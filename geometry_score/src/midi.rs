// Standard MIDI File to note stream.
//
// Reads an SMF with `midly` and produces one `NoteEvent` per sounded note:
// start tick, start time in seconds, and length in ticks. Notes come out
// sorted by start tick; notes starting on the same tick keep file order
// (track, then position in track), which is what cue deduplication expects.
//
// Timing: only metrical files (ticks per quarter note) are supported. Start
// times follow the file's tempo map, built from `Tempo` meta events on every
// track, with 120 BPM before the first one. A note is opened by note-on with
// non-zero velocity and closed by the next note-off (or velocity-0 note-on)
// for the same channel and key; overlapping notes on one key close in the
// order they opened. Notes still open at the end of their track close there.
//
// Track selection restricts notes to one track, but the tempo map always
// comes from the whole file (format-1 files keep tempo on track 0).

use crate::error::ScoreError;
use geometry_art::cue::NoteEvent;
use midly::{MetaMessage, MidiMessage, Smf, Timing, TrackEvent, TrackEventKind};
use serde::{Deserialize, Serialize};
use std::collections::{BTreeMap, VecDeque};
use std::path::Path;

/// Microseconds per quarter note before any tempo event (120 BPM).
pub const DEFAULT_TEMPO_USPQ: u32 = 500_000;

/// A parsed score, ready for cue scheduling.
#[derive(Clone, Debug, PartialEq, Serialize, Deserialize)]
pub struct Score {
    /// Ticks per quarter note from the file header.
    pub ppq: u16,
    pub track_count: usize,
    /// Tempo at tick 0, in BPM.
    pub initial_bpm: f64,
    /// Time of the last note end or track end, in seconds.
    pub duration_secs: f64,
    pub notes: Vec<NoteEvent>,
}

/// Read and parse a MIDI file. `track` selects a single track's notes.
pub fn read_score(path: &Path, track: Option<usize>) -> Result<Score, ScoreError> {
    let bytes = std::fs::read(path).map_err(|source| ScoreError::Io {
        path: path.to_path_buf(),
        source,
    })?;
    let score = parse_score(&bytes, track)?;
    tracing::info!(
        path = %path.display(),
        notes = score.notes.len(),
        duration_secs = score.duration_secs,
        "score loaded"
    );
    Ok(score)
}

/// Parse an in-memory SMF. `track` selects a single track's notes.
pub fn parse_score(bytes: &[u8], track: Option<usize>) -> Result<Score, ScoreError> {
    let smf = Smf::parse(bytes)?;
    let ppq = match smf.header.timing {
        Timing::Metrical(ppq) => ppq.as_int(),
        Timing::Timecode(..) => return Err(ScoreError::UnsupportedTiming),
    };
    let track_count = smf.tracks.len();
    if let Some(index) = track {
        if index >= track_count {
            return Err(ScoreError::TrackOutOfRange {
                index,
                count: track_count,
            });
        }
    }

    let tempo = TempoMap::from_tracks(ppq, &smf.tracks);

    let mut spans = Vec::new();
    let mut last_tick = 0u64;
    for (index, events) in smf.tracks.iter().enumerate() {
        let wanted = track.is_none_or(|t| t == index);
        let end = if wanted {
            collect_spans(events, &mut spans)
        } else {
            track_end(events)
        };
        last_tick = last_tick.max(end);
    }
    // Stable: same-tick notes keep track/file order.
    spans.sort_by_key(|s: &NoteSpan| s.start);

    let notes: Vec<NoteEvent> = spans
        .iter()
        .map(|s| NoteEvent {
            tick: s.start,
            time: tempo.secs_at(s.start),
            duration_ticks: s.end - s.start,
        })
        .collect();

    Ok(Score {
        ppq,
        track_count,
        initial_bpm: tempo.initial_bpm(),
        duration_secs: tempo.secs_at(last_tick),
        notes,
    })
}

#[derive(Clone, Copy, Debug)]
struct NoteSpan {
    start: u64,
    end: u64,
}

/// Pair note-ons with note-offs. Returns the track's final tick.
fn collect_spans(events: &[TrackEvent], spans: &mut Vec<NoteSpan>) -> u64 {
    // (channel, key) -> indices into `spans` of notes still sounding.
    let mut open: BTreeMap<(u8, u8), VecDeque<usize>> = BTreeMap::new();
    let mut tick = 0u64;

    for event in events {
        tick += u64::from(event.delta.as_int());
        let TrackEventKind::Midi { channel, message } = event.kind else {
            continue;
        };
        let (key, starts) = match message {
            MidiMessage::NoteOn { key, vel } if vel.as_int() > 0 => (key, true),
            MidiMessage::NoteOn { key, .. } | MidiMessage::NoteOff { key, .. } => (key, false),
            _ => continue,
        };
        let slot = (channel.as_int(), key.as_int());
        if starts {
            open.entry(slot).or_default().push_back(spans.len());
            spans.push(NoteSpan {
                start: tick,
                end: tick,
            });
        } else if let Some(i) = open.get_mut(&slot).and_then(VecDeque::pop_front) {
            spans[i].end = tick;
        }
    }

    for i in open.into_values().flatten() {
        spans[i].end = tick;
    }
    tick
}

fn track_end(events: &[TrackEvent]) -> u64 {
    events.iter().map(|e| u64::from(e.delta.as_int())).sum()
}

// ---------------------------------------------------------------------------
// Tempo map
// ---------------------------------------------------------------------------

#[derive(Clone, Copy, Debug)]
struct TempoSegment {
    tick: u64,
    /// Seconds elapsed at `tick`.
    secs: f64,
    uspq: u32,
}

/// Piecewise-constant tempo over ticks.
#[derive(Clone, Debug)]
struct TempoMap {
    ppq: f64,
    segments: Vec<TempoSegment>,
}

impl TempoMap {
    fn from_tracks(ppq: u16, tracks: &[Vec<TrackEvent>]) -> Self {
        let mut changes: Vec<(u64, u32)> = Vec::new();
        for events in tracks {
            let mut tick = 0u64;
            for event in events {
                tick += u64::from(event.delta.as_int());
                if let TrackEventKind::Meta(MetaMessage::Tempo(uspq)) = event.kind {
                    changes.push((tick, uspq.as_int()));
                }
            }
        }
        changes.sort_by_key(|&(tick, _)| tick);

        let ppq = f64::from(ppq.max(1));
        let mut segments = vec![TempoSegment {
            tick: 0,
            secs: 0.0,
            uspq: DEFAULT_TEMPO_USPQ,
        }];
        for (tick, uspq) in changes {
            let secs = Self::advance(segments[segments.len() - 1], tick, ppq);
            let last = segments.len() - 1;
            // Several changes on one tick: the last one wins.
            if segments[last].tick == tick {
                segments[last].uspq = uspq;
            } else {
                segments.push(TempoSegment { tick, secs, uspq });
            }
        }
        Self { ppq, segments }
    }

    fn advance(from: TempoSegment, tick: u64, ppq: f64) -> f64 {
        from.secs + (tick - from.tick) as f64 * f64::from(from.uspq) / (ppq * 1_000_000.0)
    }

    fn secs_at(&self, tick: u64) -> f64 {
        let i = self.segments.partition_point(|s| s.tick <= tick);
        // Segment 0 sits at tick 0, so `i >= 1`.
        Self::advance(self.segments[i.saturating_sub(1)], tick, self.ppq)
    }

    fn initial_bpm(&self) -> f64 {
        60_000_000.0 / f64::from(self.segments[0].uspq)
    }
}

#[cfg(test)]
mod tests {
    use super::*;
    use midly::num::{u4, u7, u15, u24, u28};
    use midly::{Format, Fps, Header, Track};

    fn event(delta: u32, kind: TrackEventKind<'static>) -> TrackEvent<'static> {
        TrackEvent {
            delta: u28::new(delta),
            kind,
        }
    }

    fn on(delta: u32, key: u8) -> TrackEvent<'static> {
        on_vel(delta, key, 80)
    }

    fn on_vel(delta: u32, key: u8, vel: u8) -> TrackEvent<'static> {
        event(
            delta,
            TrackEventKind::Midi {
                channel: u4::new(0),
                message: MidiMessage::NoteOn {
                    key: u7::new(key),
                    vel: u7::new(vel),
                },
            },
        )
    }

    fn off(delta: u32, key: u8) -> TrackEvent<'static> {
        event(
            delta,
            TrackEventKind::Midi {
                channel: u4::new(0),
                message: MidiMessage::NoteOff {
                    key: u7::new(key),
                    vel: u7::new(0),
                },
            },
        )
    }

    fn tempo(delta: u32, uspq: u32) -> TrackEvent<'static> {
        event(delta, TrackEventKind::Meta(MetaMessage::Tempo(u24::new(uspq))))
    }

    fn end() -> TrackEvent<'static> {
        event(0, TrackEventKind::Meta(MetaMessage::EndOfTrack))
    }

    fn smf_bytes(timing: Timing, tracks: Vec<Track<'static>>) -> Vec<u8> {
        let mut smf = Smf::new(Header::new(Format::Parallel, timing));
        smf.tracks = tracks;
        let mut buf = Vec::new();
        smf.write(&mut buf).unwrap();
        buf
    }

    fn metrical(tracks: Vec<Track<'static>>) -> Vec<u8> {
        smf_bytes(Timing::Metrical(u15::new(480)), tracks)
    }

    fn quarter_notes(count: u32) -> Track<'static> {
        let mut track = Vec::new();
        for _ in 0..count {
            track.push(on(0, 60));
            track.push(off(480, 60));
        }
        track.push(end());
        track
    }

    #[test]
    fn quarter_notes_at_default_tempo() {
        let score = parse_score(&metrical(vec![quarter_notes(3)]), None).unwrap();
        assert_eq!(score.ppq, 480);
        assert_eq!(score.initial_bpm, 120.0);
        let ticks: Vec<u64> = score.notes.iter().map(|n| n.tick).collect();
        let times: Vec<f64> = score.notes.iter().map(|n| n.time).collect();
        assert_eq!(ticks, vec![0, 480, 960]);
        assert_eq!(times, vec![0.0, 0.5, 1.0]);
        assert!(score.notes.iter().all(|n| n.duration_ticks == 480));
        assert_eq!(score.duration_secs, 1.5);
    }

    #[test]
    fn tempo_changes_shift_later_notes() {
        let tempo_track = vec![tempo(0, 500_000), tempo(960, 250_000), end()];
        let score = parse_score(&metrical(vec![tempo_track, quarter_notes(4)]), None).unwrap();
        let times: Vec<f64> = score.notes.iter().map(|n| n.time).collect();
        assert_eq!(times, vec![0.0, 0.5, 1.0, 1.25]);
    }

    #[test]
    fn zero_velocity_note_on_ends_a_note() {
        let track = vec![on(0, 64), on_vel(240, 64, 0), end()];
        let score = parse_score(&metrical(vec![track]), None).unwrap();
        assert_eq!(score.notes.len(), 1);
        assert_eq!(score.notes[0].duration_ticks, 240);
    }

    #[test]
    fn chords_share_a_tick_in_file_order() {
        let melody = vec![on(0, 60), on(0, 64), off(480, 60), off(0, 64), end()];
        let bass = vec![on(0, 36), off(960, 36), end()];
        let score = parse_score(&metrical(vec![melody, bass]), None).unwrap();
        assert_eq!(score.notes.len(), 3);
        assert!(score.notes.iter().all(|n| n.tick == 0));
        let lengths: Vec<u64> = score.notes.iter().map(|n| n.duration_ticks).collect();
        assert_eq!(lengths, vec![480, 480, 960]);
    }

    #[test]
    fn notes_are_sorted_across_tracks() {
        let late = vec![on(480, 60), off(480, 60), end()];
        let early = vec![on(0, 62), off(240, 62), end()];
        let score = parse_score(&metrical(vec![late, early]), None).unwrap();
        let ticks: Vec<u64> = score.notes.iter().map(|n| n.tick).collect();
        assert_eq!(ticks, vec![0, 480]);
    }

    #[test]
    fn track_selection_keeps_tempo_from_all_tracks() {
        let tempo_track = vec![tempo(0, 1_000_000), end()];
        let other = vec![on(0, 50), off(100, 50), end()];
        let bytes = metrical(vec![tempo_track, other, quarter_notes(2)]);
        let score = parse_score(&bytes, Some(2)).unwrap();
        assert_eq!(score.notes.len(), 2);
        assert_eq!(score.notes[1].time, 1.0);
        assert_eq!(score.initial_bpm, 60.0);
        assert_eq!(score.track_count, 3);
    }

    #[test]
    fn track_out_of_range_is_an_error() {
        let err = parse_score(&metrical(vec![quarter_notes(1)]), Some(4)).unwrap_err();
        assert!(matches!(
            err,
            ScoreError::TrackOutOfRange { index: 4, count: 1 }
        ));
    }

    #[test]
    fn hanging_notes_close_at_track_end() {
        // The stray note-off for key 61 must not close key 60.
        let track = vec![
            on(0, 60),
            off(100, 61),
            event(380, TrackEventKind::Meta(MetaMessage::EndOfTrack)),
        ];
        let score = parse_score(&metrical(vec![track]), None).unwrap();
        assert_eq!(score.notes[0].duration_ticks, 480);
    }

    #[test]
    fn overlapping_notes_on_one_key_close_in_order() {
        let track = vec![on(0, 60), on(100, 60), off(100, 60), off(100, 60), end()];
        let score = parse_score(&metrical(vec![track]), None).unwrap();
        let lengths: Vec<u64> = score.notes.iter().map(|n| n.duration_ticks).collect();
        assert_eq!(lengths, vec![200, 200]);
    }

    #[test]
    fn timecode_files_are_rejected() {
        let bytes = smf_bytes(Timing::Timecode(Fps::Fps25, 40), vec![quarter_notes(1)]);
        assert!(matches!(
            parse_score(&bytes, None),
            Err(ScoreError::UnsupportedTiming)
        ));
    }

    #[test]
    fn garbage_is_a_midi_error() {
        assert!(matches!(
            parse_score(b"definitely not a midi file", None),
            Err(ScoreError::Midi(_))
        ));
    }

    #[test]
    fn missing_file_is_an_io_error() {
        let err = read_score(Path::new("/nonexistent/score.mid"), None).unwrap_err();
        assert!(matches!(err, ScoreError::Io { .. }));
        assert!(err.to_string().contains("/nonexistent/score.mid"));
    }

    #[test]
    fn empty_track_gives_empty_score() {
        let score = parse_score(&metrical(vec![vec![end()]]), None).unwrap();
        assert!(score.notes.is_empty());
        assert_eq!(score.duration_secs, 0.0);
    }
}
━━━━━━━━━━
- About this task -
Whenever the word "NoteOn" appears in a line of the listing, report that line.

- Exercise answer -
            MidiMessage::NoteOn { key, vel } if vel.as_int() > 0 => (key, true),
            MidiMessage::NoteOn { key, .. } | MidiMessage::NoteOff { key, .. } => (key, false),
                message: MidiMessage::NoteOn {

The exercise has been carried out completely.